··· PROVIDED ENTRIES

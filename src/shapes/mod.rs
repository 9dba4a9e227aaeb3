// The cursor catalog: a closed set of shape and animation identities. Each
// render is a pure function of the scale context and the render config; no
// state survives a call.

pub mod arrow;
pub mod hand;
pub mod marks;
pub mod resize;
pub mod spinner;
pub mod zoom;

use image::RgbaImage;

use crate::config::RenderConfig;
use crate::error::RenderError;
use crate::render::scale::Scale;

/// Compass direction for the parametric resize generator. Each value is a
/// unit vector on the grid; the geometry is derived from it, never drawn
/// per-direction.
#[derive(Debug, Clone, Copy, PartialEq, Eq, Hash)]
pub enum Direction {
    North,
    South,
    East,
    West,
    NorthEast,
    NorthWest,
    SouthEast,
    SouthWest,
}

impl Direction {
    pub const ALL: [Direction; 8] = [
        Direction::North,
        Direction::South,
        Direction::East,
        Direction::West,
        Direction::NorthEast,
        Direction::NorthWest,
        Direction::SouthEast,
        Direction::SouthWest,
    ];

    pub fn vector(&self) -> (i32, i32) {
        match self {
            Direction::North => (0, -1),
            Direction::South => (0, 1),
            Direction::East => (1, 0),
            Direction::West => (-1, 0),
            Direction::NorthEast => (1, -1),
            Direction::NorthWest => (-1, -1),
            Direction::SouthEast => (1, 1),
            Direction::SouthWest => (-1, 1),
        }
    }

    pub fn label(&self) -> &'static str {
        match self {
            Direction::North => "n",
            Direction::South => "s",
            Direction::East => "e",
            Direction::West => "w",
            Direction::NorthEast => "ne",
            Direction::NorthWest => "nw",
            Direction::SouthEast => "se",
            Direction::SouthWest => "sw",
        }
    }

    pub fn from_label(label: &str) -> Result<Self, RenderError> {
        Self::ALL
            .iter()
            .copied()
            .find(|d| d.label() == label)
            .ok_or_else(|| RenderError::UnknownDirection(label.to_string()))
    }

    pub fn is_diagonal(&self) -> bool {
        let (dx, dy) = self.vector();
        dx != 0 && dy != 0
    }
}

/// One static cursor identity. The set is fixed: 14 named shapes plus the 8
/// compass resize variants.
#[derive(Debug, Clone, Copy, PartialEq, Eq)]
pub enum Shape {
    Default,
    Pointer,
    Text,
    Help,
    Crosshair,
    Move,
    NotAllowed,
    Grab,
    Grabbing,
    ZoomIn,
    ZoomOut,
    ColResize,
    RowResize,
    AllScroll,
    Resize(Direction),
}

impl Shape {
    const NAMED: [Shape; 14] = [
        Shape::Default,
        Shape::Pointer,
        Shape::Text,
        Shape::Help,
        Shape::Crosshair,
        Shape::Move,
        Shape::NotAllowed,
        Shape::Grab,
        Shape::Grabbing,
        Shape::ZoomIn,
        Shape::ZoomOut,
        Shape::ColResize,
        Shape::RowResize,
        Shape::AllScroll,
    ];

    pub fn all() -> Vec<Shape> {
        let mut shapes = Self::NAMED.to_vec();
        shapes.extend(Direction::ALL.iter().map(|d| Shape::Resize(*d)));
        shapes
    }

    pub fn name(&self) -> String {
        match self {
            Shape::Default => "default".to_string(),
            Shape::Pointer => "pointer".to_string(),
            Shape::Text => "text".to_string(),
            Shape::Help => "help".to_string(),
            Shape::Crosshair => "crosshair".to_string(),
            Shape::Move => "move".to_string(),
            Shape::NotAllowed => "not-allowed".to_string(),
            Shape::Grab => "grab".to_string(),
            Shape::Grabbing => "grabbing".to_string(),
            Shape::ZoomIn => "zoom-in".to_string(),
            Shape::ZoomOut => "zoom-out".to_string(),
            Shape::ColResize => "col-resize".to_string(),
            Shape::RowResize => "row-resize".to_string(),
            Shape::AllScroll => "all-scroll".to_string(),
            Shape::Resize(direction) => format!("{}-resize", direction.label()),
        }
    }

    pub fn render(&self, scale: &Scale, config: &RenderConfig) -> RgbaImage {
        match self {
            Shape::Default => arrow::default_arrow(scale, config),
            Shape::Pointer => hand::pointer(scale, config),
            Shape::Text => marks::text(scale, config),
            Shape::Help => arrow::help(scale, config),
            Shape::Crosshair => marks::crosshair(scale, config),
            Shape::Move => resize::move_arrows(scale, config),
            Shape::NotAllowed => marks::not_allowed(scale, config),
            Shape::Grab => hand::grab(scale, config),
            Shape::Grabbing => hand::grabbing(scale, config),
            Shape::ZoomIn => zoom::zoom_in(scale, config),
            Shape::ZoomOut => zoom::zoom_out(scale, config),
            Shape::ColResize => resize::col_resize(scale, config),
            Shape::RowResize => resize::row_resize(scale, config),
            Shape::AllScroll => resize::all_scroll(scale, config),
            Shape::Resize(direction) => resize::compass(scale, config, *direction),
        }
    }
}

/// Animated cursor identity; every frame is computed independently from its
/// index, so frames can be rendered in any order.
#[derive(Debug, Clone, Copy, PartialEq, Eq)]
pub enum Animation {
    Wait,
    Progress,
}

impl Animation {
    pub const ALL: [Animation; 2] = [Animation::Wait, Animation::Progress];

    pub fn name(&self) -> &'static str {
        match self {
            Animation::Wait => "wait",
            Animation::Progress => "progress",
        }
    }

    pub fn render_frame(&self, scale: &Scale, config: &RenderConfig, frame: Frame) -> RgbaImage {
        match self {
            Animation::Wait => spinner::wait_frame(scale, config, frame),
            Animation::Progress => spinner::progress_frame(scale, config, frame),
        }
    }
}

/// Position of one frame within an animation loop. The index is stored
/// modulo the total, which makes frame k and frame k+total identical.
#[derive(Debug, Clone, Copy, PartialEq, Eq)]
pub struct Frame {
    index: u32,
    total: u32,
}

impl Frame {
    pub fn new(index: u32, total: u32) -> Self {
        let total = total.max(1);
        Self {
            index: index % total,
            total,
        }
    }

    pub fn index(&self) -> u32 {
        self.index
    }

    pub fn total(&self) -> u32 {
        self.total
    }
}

······
··· PROVIDED ENTRIES

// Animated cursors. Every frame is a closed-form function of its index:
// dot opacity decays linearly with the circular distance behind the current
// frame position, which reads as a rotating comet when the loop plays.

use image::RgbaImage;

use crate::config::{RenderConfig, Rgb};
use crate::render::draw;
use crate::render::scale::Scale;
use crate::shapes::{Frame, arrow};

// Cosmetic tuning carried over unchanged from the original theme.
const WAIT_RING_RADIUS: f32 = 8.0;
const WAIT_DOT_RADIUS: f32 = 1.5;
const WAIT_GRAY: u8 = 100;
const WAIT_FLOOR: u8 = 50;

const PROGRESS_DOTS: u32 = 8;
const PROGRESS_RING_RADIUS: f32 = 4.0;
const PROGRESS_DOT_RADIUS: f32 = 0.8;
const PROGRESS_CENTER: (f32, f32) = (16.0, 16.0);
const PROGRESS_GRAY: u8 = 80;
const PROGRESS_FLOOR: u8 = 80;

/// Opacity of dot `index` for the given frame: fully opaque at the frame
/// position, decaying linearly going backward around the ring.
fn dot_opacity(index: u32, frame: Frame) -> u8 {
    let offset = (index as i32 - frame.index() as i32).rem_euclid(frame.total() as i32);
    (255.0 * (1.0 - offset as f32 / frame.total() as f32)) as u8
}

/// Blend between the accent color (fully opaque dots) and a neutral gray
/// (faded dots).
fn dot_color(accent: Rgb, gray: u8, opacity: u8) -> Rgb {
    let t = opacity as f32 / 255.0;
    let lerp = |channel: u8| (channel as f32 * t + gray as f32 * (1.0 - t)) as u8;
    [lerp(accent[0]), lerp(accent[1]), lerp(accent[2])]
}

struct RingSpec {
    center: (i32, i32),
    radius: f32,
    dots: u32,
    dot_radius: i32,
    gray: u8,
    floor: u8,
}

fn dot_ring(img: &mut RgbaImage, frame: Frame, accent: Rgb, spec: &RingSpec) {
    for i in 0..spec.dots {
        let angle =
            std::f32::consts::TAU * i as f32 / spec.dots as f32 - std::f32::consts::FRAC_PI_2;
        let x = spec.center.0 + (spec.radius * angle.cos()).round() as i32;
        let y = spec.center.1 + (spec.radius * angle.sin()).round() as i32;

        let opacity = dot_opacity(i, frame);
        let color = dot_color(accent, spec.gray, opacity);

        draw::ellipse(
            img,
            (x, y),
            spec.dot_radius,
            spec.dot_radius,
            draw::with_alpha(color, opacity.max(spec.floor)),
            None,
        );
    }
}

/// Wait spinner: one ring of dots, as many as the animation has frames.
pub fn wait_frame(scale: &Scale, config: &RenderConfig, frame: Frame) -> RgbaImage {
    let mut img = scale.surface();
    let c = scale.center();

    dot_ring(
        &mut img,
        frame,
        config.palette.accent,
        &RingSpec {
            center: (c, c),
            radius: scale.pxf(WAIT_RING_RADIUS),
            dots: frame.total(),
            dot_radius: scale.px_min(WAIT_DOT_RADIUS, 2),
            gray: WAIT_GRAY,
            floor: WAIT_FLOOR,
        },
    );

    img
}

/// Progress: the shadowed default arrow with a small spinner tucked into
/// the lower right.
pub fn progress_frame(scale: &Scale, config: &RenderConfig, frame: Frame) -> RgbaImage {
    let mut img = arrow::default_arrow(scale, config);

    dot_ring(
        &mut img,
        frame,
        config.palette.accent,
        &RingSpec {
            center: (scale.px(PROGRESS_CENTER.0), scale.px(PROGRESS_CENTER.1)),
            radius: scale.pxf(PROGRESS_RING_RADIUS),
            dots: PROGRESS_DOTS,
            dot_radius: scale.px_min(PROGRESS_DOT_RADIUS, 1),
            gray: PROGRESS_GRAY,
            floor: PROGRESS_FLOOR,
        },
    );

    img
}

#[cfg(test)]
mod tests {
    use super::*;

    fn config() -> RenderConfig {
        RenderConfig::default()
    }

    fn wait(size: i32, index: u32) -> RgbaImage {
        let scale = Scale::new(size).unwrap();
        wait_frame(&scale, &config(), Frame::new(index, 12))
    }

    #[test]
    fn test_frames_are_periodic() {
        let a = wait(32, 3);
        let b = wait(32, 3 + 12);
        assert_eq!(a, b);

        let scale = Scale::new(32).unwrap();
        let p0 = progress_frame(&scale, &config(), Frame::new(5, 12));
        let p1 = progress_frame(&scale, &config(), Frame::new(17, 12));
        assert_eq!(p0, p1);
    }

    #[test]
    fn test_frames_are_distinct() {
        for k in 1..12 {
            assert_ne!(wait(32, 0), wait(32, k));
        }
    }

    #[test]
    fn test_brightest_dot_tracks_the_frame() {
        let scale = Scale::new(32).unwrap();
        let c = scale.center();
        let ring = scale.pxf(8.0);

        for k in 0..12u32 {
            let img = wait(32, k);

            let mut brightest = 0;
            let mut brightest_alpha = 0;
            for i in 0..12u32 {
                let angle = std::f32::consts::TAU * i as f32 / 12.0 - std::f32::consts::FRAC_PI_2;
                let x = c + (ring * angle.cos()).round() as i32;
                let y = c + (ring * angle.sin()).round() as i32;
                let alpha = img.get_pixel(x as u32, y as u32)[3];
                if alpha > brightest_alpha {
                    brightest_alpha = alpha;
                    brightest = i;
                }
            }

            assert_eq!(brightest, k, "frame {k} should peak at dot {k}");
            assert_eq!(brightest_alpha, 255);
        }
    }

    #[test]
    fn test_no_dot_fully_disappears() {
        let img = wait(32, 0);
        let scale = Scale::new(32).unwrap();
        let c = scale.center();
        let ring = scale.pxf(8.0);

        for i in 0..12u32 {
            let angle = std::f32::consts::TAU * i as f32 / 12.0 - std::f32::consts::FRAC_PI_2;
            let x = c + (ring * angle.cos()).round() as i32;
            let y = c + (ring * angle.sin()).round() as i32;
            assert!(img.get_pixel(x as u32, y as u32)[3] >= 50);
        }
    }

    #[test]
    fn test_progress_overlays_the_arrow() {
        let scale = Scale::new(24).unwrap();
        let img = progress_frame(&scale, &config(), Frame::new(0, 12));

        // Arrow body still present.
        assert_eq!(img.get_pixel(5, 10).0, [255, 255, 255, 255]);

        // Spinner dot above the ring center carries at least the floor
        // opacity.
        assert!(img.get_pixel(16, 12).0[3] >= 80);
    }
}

······
··· PROVIDED ENTRIES

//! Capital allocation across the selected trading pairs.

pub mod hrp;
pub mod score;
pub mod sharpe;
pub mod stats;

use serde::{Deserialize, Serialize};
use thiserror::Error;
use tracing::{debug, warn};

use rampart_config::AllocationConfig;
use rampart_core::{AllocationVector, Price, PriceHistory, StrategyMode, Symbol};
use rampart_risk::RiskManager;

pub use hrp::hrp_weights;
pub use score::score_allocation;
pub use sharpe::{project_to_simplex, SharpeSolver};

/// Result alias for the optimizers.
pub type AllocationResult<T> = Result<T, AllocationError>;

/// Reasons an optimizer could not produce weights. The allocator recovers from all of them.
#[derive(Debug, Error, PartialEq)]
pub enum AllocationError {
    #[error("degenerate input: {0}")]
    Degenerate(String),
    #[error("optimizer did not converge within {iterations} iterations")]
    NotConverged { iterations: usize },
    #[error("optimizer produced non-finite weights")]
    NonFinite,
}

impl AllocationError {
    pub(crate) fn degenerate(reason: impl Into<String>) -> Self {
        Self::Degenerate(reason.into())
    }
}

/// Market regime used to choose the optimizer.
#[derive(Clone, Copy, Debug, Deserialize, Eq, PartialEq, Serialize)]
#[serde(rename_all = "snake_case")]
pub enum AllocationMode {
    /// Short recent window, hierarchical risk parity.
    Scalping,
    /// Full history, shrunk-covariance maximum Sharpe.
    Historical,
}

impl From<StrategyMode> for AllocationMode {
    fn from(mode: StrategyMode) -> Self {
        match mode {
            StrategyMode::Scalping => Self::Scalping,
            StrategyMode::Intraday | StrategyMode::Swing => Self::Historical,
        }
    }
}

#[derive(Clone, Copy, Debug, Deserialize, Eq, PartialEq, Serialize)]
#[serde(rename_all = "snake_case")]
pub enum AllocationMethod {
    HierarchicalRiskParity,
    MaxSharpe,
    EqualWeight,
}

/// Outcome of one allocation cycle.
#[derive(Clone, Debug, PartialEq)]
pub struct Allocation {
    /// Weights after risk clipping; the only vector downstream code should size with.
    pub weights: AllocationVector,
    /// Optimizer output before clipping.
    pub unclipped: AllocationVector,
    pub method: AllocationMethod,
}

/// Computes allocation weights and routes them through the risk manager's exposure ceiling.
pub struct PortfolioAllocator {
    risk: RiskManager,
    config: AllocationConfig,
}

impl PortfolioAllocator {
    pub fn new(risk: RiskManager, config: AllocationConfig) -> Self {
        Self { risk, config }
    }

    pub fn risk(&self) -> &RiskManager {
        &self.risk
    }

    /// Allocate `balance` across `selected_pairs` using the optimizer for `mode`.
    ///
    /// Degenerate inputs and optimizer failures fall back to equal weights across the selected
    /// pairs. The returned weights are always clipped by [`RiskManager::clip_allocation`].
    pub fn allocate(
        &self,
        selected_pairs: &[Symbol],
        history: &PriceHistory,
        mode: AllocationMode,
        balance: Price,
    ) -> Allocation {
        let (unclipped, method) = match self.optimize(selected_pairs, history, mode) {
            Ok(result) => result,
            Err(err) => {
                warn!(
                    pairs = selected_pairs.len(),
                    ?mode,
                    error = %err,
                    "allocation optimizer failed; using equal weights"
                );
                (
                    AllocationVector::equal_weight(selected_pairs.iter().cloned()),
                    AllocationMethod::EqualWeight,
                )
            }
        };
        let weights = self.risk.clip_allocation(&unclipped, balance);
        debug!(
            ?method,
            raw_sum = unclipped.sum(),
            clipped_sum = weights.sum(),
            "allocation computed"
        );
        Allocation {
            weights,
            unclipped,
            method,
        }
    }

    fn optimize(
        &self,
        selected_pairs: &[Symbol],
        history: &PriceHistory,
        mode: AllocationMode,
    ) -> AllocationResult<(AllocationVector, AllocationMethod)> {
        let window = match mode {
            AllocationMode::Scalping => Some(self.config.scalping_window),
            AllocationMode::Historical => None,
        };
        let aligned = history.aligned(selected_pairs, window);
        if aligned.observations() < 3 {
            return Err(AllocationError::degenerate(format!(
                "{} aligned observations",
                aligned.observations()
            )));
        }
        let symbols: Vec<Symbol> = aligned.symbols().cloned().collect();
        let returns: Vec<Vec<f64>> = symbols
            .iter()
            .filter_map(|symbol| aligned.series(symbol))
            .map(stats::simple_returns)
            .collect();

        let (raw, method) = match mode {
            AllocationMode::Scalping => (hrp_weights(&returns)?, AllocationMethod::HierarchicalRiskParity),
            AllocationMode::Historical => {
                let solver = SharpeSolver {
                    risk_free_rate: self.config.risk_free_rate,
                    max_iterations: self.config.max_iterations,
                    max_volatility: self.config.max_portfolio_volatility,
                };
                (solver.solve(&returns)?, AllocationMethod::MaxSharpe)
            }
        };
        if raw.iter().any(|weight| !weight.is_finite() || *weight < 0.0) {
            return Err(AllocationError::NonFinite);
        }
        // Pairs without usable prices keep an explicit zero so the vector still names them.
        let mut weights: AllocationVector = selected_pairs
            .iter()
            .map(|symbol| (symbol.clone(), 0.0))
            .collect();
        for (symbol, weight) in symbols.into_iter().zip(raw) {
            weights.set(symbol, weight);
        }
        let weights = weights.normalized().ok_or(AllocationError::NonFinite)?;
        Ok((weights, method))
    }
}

······

WORK ORDER: In which lines of the material above does the string "crate" occur? Copy them all.

RESPONSE BELOW:
use crate::config::RenderConfig;
use crate::error::RenderError;
use crate::render::scale::Scale;
use crate::config::{RenderConfig, Rgb};
use crate::render::draw;
use crate::render::scale::Scale;
use crate::shapes::{Frame, arrow};
    pub(crate) fn degenerate(reason: impl Into<String>) -> Self {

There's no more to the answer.